YOUR GOAL:
Search the data for the string "previous" and extract every line where it appears.

Stored data
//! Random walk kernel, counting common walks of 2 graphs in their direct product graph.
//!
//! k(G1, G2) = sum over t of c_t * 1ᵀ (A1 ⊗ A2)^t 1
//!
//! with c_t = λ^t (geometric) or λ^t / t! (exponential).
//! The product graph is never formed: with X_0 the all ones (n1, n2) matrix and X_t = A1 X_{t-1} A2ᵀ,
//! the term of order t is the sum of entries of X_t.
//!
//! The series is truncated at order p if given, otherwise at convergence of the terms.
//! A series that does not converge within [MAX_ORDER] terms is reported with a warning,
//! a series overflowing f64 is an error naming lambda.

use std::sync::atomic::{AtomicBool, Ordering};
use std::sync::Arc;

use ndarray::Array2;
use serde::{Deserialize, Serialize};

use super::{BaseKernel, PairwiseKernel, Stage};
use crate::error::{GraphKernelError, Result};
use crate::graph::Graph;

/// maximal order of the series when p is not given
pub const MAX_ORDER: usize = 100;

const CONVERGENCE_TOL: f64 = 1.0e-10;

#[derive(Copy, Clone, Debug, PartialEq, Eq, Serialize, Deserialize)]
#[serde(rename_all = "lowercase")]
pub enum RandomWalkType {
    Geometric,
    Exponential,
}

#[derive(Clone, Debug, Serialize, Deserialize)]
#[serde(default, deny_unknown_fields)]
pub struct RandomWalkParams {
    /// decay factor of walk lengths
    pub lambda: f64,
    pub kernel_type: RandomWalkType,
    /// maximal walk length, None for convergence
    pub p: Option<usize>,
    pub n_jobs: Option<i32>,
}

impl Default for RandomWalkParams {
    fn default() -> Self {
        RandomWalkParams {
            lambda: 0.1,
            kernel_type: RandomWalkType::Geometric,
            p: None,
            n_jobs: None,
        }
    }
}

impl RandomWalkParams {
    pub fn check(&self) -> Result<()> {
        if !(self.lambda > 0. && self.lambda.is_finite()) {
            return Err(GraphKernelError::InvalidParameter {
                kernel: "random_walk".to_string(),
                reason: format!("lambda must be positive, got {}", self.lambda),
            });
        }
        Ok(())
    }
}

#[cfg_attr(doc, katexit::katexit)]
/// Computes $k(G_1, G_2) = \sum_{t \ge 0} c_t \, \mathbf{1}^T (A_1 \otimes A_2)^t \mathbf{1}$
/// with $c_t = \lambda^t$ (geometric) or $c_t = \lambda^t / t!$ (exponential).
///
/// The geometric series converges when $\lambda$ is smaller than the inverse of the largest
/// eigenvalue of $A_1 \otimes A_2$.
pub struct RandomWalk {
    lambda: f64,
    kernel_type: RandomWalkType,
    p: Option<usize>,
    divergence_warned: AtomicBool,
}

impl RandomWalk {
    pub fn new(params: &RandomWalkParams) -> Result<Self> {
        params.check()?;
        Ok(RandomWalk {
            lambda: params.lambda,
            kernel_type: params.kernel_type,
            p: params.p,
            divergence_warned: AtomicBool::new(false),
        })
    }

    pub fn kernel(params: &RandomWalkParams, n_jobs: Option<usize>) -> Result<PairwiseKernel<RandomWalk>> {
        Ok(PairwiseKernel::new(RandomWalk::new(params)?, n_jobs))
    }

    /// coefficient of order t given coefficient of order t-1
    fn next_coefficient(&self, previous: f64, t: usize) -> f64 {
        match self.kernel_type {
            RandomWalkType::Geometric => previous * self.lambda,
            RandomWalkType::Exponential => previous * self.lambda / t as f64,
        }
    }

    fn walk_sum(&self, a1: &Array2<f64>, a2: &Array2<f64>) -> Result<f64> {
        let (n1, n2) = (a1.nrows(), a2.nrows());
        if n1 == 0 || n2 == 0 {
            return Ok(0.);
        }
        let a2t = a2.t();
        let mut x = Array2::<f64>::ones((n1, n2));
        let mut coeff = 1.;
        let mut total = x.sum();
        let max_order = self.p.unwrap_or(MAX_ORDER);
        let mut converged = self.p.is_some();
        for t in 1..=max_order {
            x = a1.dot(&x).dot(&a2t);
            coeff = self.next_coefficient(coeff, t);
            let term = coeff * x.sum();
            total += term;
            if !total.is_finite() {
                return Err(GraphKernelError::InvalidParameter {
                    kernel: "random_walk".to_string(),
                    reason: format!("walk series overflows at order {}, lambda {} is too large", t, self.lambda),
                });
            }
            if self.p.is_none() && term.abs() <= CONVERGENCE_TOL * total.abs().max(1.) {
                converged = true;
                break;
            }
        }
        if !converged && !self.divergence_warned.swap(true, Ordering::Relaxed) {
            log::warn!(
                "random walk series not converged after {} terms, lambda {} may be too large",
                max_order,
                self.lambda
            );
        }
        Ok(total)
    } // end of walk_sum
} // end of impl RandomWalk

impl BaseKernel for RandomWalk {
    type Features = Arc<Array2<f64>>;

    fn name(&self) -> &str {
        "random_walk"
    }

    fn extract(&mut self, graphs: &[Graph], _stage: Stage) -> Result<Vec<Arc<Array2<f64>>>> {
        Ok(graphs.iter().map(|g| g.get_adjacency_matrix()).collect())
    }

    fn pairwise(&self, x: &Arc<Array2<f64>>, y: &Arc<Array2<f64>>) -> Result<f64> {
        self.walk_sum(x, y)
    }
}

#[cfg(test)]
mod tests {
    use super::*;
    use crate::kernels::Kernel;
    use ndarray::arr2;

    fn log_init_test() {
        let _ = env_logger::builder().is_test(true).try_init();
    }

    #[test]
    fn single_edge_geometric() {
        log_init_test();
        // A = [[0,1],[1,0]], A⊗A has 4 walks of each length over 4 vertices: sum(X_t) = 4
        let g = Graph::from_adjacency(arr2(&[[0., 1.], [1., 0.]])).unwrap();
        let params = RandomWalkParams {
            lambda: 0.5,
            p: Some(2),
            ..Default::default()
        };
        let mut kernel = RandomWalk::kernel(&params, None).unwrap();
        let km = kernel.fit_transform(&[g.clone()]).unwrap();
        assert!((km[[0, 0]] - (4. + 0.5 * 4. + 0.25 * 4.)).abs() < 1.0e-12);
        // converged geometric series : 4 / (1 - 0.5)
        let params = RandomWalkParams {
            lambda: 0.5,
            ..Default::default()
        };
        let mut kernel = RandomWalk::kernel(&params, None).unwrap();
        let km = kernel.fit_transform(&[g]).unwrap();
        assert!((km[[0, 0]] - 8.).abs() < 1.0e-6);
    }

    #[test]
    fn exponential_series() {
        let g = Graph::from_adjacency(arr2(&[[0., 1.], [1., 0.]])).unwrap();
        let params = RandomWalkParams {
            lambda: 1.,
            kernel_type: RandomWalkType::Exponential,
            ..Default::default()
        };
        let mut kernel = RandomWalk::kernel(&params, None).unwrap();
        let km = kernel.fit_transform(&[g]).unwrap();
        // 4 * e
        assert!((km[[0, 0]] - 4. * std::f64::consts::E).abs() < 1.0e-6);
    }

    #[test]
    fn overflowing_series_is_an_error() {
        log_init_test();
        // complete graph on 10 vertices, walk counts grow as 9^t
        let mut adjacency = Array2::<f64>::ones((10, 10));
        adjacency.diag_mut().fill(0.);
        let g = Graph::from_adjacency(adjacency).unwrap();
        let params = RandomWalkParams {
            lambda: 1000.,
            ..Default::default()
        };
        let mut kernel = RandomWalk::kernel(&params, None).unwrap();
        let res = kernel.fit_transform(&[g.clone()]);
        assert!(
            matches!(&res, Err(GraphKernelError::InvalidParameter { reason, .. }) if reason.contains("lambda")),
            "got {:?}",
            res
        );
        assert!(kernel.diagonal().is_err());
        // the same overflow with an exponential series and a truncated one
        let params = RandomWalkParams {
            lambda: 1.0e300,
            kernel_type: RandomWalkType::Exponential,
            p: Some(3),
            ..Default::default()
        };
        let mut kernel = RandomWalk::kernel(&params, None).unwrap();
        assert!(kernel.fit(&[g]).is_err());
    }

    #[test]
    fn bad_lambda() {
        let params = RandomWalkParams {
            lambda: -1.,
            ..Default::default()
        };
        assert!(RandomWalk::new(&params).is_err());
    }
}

ANSWER SECTION:
    fn next_coefficient(&self, previous: f64, t: usize) -> f64 {
            RandomWalkType::Geometric => previous * self.lambda,
            RandomWalkType::Exponential => previous * self.lambda / t as f64,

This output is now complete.